**Exercise instructions:** Report every line of the records below that includes the string "definitions".

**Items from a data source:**
# # # # # # #

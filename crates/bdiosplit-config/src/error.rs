//! Configuration error types.

use std::path::PathBuf;
use thiserror::Error;

/// Errors that can occur during configuration loading.
#[derive(Error, Debug)]
pub enum ConfigError {
    /// Failed to read configuration file
    #[error("failed to read config file '{path}': {source}")]
    ReadFile {
        path: PathBuf,
        #[source]
        source: std::io::Error,
    },

    /// Failed to parse TOML configuration
    #[error("failed to parse config file '{path}': {source}")]
    ParseToml {
        path: PathBuf,
        #[source]
        source: toml::de::Error,
    },

    /// Explicitly requested config file does not exist
    #[error("config file '{0}' not found")]
    NotFound(PathBuf),

    /// Invalid configuration value
    #[error("invalid configuration value for '{key}': {message}")]
    InvalidValue { key: String, message: String },
}

impl ConfigError {
    /// Create a new ReadFile error.
    pub fn read_file(path: impl Into<PathBuf>, source: std::io::Error) -> Self {
        Self::ReadFile {
            path: path.into(),
            source,
        }
    }

    /// Create a new ParseToml error.
    pub fn parse_toml(path: impl Into<PathBuf>, source: toml::de::Error) -> Self {
        Self::ParseToml {
            path: path.into(),
            source,
        }
    }

    /// Create a new InvalidValue error.
    pub fn invalid_value(key: impl Into<String>, message: impl Into<String>) -> Self {
        Self::InvalidValue {
            key: key.into(),
            message: message.into(),
        }
    }
}
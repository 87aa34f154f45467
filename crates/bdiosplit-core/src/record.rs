//! Scan graph record model.
//!
//! A BDIO scan graph is a flat JSON-LD `@graph` array. Nodes that carry a
//! `bdio#hasParentId` predicate form a forest (the *rooted* records); the
//! remaining nodes describe the project itself (the *unrooted* records).
//!
//! Records keep their original JSON object verbatim so that every attribute
//! the core does not interpret is written back unchanged.

use std::fmt;
use std::sync::Arc;

use serde_json::Value;

use crate::error::{Result, SplitError};

/// Parent reference predicate of a scan node.
pub const HAS_PARENT_ID: &str = "https://blackducksoftware.github.io/bdio#hasParentId";

/// Name predicate (headers and project records).
pub const HAS_NAME: &str = "https://blackducksoftware.github.io/bdio#hasName";

/// Version predicate (project records).
pub const HAS_VERSION: &str = "https://blackducksoftware.github.io/bdio#hasVersion";

/// File size predicate of file content nodes.
pub const HAS_BYTE_COUNT: &str = "https://blackducksoftware.github.io/bdio#hasByteCount";

/// Type tag of the canonical project record.
pub const TYPE_PROJECT: &str = "https://blackducksoftware.github.io/bdio#Project";

/// Identity marker preceding the numeric part of a rooted node's `@id`.
pub const SCAN_NODE_PREFIX: &str = "scanNode-";

/// Raw value of the root sentinel in `hasParentId`.
pub const ROOT_SENTINEL: i64 = -1;

/// Parent reference of a rooted record.
///
/// Ordering puts [`ParentRef::Root`] before every node reference, matching a
/// numeric sort on the raw value where the sentinel is `-1`.
#[derive(Debug, Clone, Copy, PartialEq, Eq, Hash, PartialOrd, Ord)]
pub enum ParentRef {
    /// No parent: the record sits at the top of its tree
    Root,
    /// Numeric identity of the parent scan node
    Node(u64),
}

impl ParentRef {
    /// Interpret a raw `hasParentId` value. Any negative value is the sentinel.
    pub fn from_raw(raw: i64) -> Self {
        if raw < 0 {
            Self::Root
        } else {
            Self::Node(raw as u64)
        }
    }

    /// The raw value as written in the graph.
    pub fn to_raw(self) -> i64 {
        match self {
            Self::Root => ROOT_SENTINEL,
            Self::Node(id) => id as i64,
        }
    }

    /// The referenced identity, or `None` for the sentinel.
    pub fn node(self) -> Option<u64> {
        match self {
            Self::Root => None,
            Self::Node(id) => Some(id),
        }
    }
}

impl fmt::Display for ParentRef {
    fn fmt(&self, f: &mut fmt::Formatter<'_>) -> fmt::Result {
        match self {
            Self::Root => write!(f, "root"),
            Self::Node(id) => write!(f, "{}{}", SCAN_NODE_PREFIX, id),
        }
    }
}

/// Extract the numeric identity from a node `@id` such as `_:scanNode-42`.
pub fn parse_scan_node_id(id: &str) -> Option<u64> {
    let start = id.find(SCAN_NODE_PREFIX)? + SCAN_NODE_PREFIX.len();
    id[start..].parse().ok()
}

/// Return the first `@value` of a JSON-LD predicate.
///
/// Accepts the expanded form `[{"@value": x}]`, a bare `{"@value": x}` and a
/// plain scalar.
pub fn first_value<'a>(node: &'a Value, predicate: &str) -> Option<&'a Value> {
    let raw = node.get(predicate)?;
    let first = match raw {
        Value::Array(items) => items.first()?,
        other => other,
    };
    match first {
        Value::Object(map) => map.get("@value"),
        Value::Null => None,
        scalar => Some(scalar),
    }
}

/// Overwrite the first `@value` of a predicate, creating it when absent.
pub fn set_first_value(node: &mut Value, predicate: &str, value: Value) {
    let Some(map) = node.as_object_mut() else {
        return;
    };
    let slot = map
        .entry(predicate.to_string())
        .or_insert_with(|| Value::Array(Vec::new()));

    match slot {
        Value::Array(items) if items.is_empty() => {
            items.push(serde_json::json!({ "@value": value }));
        }
        Value::Array(items) => match &mut items[0] {
            Value::Object(inner) => {
                inner.insert("@value".to_string(), value);
            }
            other => *other = value,
        },
        Value::Object(inner) => {
            inner.insert("@value".to_string(), value);
        }
        other => *other = serde_json::json!([{ "@value": value }]),
    }
}

fn value_as_i64(value: &Value) -> Option<i64> {
    match value {
        Value::Number(n) => n.as_i64(),
        Value::String(s) => s.trim().parse().ok(),
        _ => None,
    }
}

/// A single scan graph node.
#[derive(Debug, Clone, PartialEq)]
pub struct Record {
    id: String,
    node_id: Option<u64>,
    parent: Option<ParentRef>,
    payload_size: u64,
    value: Value,
}

impl Record {
    /// Build a record from a raw `@graph` entry.
    ///
    /// A node is rooted when it carries a non-empty `hasParentId`. Rooted
    /// nodes must have a `scanNode-<n>` identity and an integer parent value.
    pub fn from_value(value: Value) -> Result<Self> {
        if !value.is_object() {
            return Err(SplitError::malformed(
                value.to_string(),
                "graph entry is not a JSON object",
            ));
        }

        let id = value
            .get("@id")
            .and_then(Value::as_str)
            .unwrap_or_default()
            .to_string();

        let has_parent = match value.get(HAS_PARENT_ID) {
            None | Some(Value::Null) => false,
            Some(Value::Array(items)) => !items.is_empty(),
            Some(_) => true,
        };

        let parent = if has_parent {
            let raw = first_value(&value, HAS_PARENT_ID)
                .and_then(value_as_i64)
                .ok_or_else(|| SplitError::malformed(&id, "parent reference is not an integer"))?;
            Some(ParentRef::from_raw(raw))
        } else {
            None
        };

        let node_id = parse_scan_node_id(&id);
        if parent.is_some() && node_id.is_none() {
            return Err(SplitError::malformed(
                &id,
                format!("rooted node identity lacks a '{}<n>' suffix", SCAN_NODE_PREFIX),
            ));
        }

        let payload_size = first_value(&value, HAS_BYTE_COUNT)
            .and_then(value_as_i64)
            .map(|n| n.max(0) as u64)
            .unwrap_or(0);

        Ok(Self {
            id,
            node_id,
            parent,
            payload_size,
            value,
        })
    }

    /// Raw `@id` string.
    pub fn id(&self) -> &str {
        &self.id
    }

    /// Numeric scan node identity, always present for rooted records.
    pub fn node_id(&self) -> Option<u64> {
        self.node_id
    }

    /// Parent reference, `None` for unrooted records.
    pub fn parent(&self) -> Option<ParentRef> {
        self.parent
    }

    pub fn is_rooted(&self) -> bool {
        self.parent.is_some()
    }

    /// Payload size in bytes (0 when the node is not file content).
    pub fn payload_size(&self) -> u64 {
        self.payload_size
    }

    /// The original JSON object.
    pub fn value(&self) -> &Value {
        &self.value
    }
}

/// The full record collection of a scan graph, split into rooted and
/// unrooted subsets. Both keep load order.
#[derive(Debug, Clone, Default)]
pub struct Collection {
    rooted: Vec<Arc<Record>>,
    unrooted: Vec<Arc<Record>>,
}

impl Collection {
    /// Parse raw `@graph` entries into a collection.
    pub fn from_graph(nodes: impl IntoIterator<Item = Value>) -> Result<Self> {
        let records = nodes
            .into_iter()
            .map(Record::from_value)
            .collect::<Result<Vec<_>>>()?;
        Ok(Self::from_records(records))
    }

    pub fn from_records(records: impl IntoIterator<Item = Record>) -> Self {
        let mut collection = Self::default();
        for record in records {
            if record.is_rooted() {
                collection.rooted.push(Arc::new(record));
            } else {
                collection.unrooted.push(Arc::new(record));
            }
        }
        collection
    }

    /// Records carrying a parent reference, in load order.
    pub fn rooted(&self) -> &[Arc<Record>] {
        &self.rooted
    }

    /// Project-level records, in load order.
    pub fn unrooted(&self) -> &[Arc<Record>] {
        &self.unrooted
    }

    /// The project record copied into every output page.
    pub fn project_record(&self) -> Option<&Arc<Record>> {
        self.unrooted.first()
    }

    pub fn len(&self) -> usize {
        self.rooted.len() + self.unrooted.len()
    }

    pub fn is_empty(&self) -> bool {
        self.rooted.is_empty() && self.unrooted.is_empty()
    }
}
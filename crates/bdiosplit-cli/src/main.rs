//! bdiosplit CLI - Split oversized BDIO scan graphs
//!
//! A command-line interface for partitioning uncompressed BDIO scan output
//! into independently valid chunks, inspecting scan graphs and verifying
//! written partitions.
//!
//! # Usage
//!
//! ```bash
//! # Split a scan into partitions of at most 100000 nodes
//! bdiosplit split --in scan-bdio --out split-bdio
//!
//! # Show graph statistics and the partition plan
//! bdiosplit inspect --input-dir scan-bdio --plan
//!
//! # Verify every partition resolves its parent references
//! bdiosplit check split-bdio
//!
//! # Split a legacy scan JSON document
//! bdiosplit scan-json scan.json
//! ```

use std::path::PathBuf;

use anyhow::Result;
use clap::{Args, Parser, Subcommand};
use tracing::Level;
use tracing_subscriber::FmtSubscriber;

mod commands;
mod progress;

/// bdiosplit - Split BDIO scan graphs into self-contained partitions
#[derive(Parser, Debug)]
#[command(name = "bdiosplit")]
#[command(author, version, about, long_about = None)]
#[command(propagate_version = true)]
struct Cli {
    #[command(subcommand)]
    command: Commands,

    #[command(flatten)]
    global: GlobalOptions,
}

/// Global options available to all commands
#[derive(Args, Debug, Clone)]
struct GlobalOptions {
    /// Path to configuration file
    #[arg(long, short = 'c', global = true, env = "BDIOSPLIT_CONFIG")]
    config: Option<PathBuf>,

    /// Enable verbose output
    #[arg(long, short = 'v', global = true)]
    verbose: bool,

    /// Suppress non-essential output
    #[arg(long, short = 'q', global = true)]
    quiet: bool,
}

#[derive(Subcommand, Debug)]
enum Commands {
    /// Split a scan graph directory into partitions
    Split(commands::split::SplitArgs),

    /// Show scan graph statistics and the partition plan
    Inspect(commands::inspect::InspectArgs),

    /// Verify written partitions
    Check(commands::check::CheckArgs),

    /// Split a legacy single-file scan JSON document
    ScanJson(commands::scan_json::ScanJsonArgs),
}

fn main() -> Result<()> {
    let cli = Cli::parse();

    // Set up logging based on verbosity, falling back to the configured level
    let log_level = if cli.global.quiet {
        Level::ERROR
    } else if cli.global.verbose {
        Level::DEBUG
    } else {
        commands::configured_log_level(&cli.global).unwrap_or(Level::INFO)
    };

    let subscriber = FmtSubscriber::builder()
        .with_max_level(log_level)
        .with_writer(std::io::stderr)
        .with_ansi(true)
        .finish();
    tracing::subscriber::set_global_default(subscriber)?;

    match cli.command {
        Commands::Split(args) => commands::split::execute(args, cli.global),
        Commands::Inspect(args) => commands::inspect::execute(args, cli.global),
        Commands::Check(args) => commands::check::execute(args, cli.global),
        Commands::ScanJson(args) => commands::scan_json::execute(args, cli.global),
    }
}
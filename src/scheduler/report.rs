//! Fixed-width text table rendering of [`TaskRecord`]s.

use crate::config::ReportLayout;
use crate::scheduler::query::TaskRecord;

/// Renders task records as a left-justified fixed-width table.
#[derive(Debug, Clone, Default)]
pub struct ReportFormatter {
    layout: ReportLayout,
}

impl ReportFormatter {
    /// Create a formatter for the given layout.
    pub fn new(layout: ReportLayout) -> Self {
        Self { layout }
    }

    /// Header row followed by one row per record.
    pub fn format(&self, records: &[TaskRecord]) -> String {
        let mut out = self.header();
        for record in records {
            out.push_str(&self.row(record));
            out.push('\n');
        }
        out
    }

    /// Header row followed by a single record row, with no trailing newline.
    pub fn format_one(&self, record: &TaskRecord) -> String {
        let mut out = self.header();
        out.push_str(&self.row(record));
        out
    }

    fn header(&self) -> String {
        let mut line = self.line("Task", "Status", "Next Run");
        line.push('\n');
        line
    }

    fn row(&self, record: &TaskRecord) -> String {
        let name = self.truncate_name(&record.name);
        self.line(&name, &record.status, &record.next_run)
    }

    fn line(&self, name: &str, status: &str, next_run: &str) -> String {
        let ReportLayout {
            name_width,
            status_width,
            next_run_width,
            ..
        } = self.layout;
        format!("{name:<name_width$} {status:<status_width$} {next_run:<next_run_width$}")
    }

    /// Names longer than `name_width - ellipsis` characters are cut and suffixed.
    fn truncate_name(&self, name: &str) -> String {
        let ellipsis = &self.layout.ellipsis;
        let keep = self
            .layout
            .name_width
            .saturating_sub(ellipsis.chars().count());
        if name.chars().count() > keep {
            let mut cut: String = name.chars().take(keep).collect();
            cut.push_str(ellipsis);
            cut
        } else {
            name.to_owned()
        }
    }
}
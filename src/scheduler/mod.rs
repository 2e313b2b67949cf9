//! Scheduled-task management through the OS task-scheduler tool.
//!
//! Components, leaf first:
//! - [`catalog`]: recognised schedule kinds and modifier limits
//! - [`path`]: `Folder\Task` decomposition
//! - [`tool`]: scheduler tool argument builders
//! - [`query`]: task listing and CSV parsing
//! - [`registry`]: create/run/delete/edit/exists orchestration
//! - [`report`]: fixed-width table rendering

pub mod catalog;
pub mod path;
pub mod query;
pub mod registry;
pub mod report;
pub mod tool;

pub use catalog::{ScheduleCatalog, ScheduleDefinition};
pub use path::{ExplodedPath, explode, join};
pub use query::{TaskQuery, TaskRecord, parse_task_csv};
pub use registry::{ActionOutcome, MatchResult, TaskAction, TaskRegistry, filter_by_name};
pub use report::ReportFormatter;
pub use tool::{Credentials, SchedulerTool, Toggle};
//! Task listing: runs the scheduler tool in query mode and parses its CSV.

use serde::Serialize;

use crate::error::{Result, TaskError};
use crate::process::CommandRunner;
use crate::scheduler::tool::SchedulerTool;

/// One task as reported by the scheduler tool.
#[derive(Debug, Clone, PartialEq, Eq, Serialize)]
pub struct TaskRecord {
    /// Full task name (usually the rooted path, e.g. `\Folder\Task`).
    pub name: String,
    /// Scheduler-reported state such as `Ready`, `Disabled` or `Running`.
    pub status: String,
    /// Next scheduled run time, as printed by the tool.
    pub next_run: String,
}

/// Parse headerless CSV query output, preserving line order.
///
/// Column order is name, next run, status. Lines with fewer than three
/// fields (blank lines, banners, malformed rows) are skipped.
pub fn parse_task_csv(output: &str) -> Vec<TaskRecord> {
    output
        .split('\n')
        .filter_map(|line| {
            let fields: Vec<&str> = line.split(',').collect();
            if fields.len() < 3 {
                return None;
            }
            Some(TaskRecord {
                name: strip_quotes(fields[0]),
                next_run: strip_quotes(fields[1]),
                status: strip_quotes(fields[2]).replace('\r', ""),
            })
        })
        .collect()
}

fn strip_quotes(field: &str) -> String {
    field.replace('"', "")
}

/// Reads the current task list of a folder through the scheduler tool.
pub struct TaskQuery<'a> {
    runner: &'a dyn CommandRunner,
    tool: &'a SchedulerTool,
}

impl<'a> TaskQuery<'a> {
    /// Create a query bound to a runner and tool.
    pub fn new(runner: &'a dyn CommandRunner, tool: &'a SchedulerTool) -> Self {
        Self { runner, tool }
    }

    /// List the tasks in `folder` (blank means root), in tool order.
    ///
    /// # Errors
    ///
    /// Returns [`TaskError::ExternalToolFailure`] if the tool cannot be run
    /// or times out. A folder the tool reports as missing or empty yields an
    /// empty list rather than an error.
    pub fn list(&self, folder: &str) -> Result<Vec<TaskRecord>> {
        let invocation = self.tool.query(folder);
        let output = self.runner.run(&invocation)?;
        if output.timed_out {
            return Err(TaskError::ExternalToolFailure {
                action: "query tasks",
                reason: format!("timed out after {}s", invocation.timeout.as_secs()),
                output: Some(output),
            });
        }
        if !output.success() {
            // schtasks exits non-zero when the folder does not exist, but also
            // on access denied. Both read as "no tasks" to callers.
            tracing::warn!(
                folder = folder,
                exit_code = ?output.exit_code,
                stderr = %output.stderr.trim(),
                "task query failed; treating folder as empty"
            );
        }
        let tasks = parse_task_csv(&output.stdout);
        tracing::debug!(folder = folder, count = tasks.len(), "queried tasks");
        Ok(tasks)
    }
}
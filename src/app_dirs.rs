//! Application directory paths.
//!
//! Uses the [`dirs`] crate for platform-appropriate resolution.
//!
//! | Purpose | Windows | Linux |
//! |---------|---------|-------|
//! | Config | `%APPDATA%\schedctl\` | `~/.config/schedctl/` |
//!
//! `SCHEDCTL_CONFIG_DIR` overrides [`config_dir`] for tests and custom deployments.

use std::path::PathBuf;

/// Environment variable overriding [`config_dir`].
pub const CONFIG_DIR_ENV: &str = "SCHEDCTL_CONFIG_DIR";

/// Application config directory.
///
/// Resolves to `dirs::config_dir()/schedctl/` by default.
#[must_use]
pub fn config_dir() -> PathBuf {
    if let Some(override_dir) = std::env::var_os(CONFIG_DIR_ENV) {
        return PathBuf::from(override_dir);
    }
    dirs::config_dir()
        .map(|d| d.join("schedctl"))
        .unwrap_or_else(|| std::env::temp_dir().join("schedctl-config"))
}
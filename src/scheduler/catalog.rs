//! Recognised schedule kinds and their modifier limits.

use std::fmt;

use serde::{Deserialize, Serialize};

use crate::error::{Result, TaskError};

/// A named recurrence category and its maximum modifier.
#[derive(Debug, Clone, PartialEq, Eq, Serialize, Deserialize)]
pub struct ScheduleDefinition {
    /// Kind name as passed to the scheduler tool (e.g. `"DAILY"`).
    pub name: String,
    /// Largest accepted modifier for this kind.
    pub max_modifier: u32,
}

impl ScheduleDefinition {
    /// Create a definition.
    pub fn new(name: impl Into<String>, max_modifier: u32) -> Self {
        Self {
            name: name.into(),
            max_modifier,
        }
    }

    /// Returns `true` if `modifier` is within `0..=max_modifier`.
    pub fn accepts(&self, modifier: i64) -> bool {
        modifier >= 0 && modifier <= i64::from(self.max_modifier)
    }
}

impl fmt::Display for ScheduleDefinition {
    fn fmt(&self, f: &mut fmt::Formatter<'_>) -> fmt::Result {
        write!(
            f,
            "Option: Name={} | MaximumValue={}",
            self.name, self.max_modifier
        )
    }
}

/// The fixed table of schedule kinds accepted by the scheduler tool.
pub fn standard_schedules() -> Vec<ScheduleDefinition> {
    [
        ("MINUTE", 1439),
        ("HOURLY", 23),
        ("DAILY", 365),
        ("WEEKLY", 52),
        ("MONTHLY", 12),
        ("ONCE", 0),
        ("ONLOGON", 0),
        ("ONIDLE", 0),
        ("ONEVENT", 0),
    ]
    .into_iter()
    .map(|(name, max)| ScheduleDefinition::new(name, max))
    .collect()
}

/// Immutable lookup table of [`ScheduleDefinition`]s.
///
/// Built once from configuration and shared read-only afterwards.
#[derive(Debug, Clone, PartialEq, Eq)]
pub struct ScheduleCatalog {
    definitions: Vec<ScheduleDefinition>,
}

impl ScheduleCatalog {
    /// Build a catalog, rejecting empty tables and case-insensitive duplicates.
    ///
    /// # Errors
    ///
    /// Returns [`TaskError::Config`] if the table is empty, a name is blank,
    /// or two names collide ignoring case.
    pub fn new(definitions: Vec<ScheduleDefinition>) -> Result<Self> {
        if definitions.is_empty() {
            return Err(TaskError::Config("schedule catalog is empty".to_owned()));
        }
        for (i, def) in definitions.iter().enumerate() {
            if def.name.trim().is_empty() {
                return Err(TaskError::Config(
                    "schedule catalog contains a blank name".to_owned(),
                ));
            }
            if definitions[..i]
                .iter()
                .any(|prev| prev.name.eq_ignore_ascii_case(&def.name))
            {
                return Err(TaskError::Config(format!(
                    "duplicate schedule kind in catalog: {}",
                    def.name
                )));
            }
        }
        Ok(Self { definitions })
    }

    /// Case-insensitive exact lookup.
    pub fn lookup(&self, kind: &str) -> Option<&ScheduleDefinition> {
        let kind = kind.trim();
        self.definitions
            .iter()
            .find(|def| def.name.eq_ignore_ascii_case(kind))
    }

    /// All definitions in table order.
    pub fn iter(&self) -> impl Iterator<Item = &ScheduleDefinition> {
        self.definitions.iter()
    }
}

impl Default for ScheduleCatalog {
    fn default() -> Self {
        Self {
            definitions: standard_schedules(),
        }
    }
}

# # # # # # #

**Answer below:**
    definitions: Vec<ScheduleDefinition>,
    pub fn new(definitions: Vec<ScheduleDefinition>) -> Result<Self> {
        if definitions.is_empty() {
        for (i, def) in definitions.iter().enumerate() {
            if definitions[..i]
        Ok(Self { definitions })
        self.definitions
    /// All definitions in table order.
        self.definitions.iter()
            definitions: standard_schedules(),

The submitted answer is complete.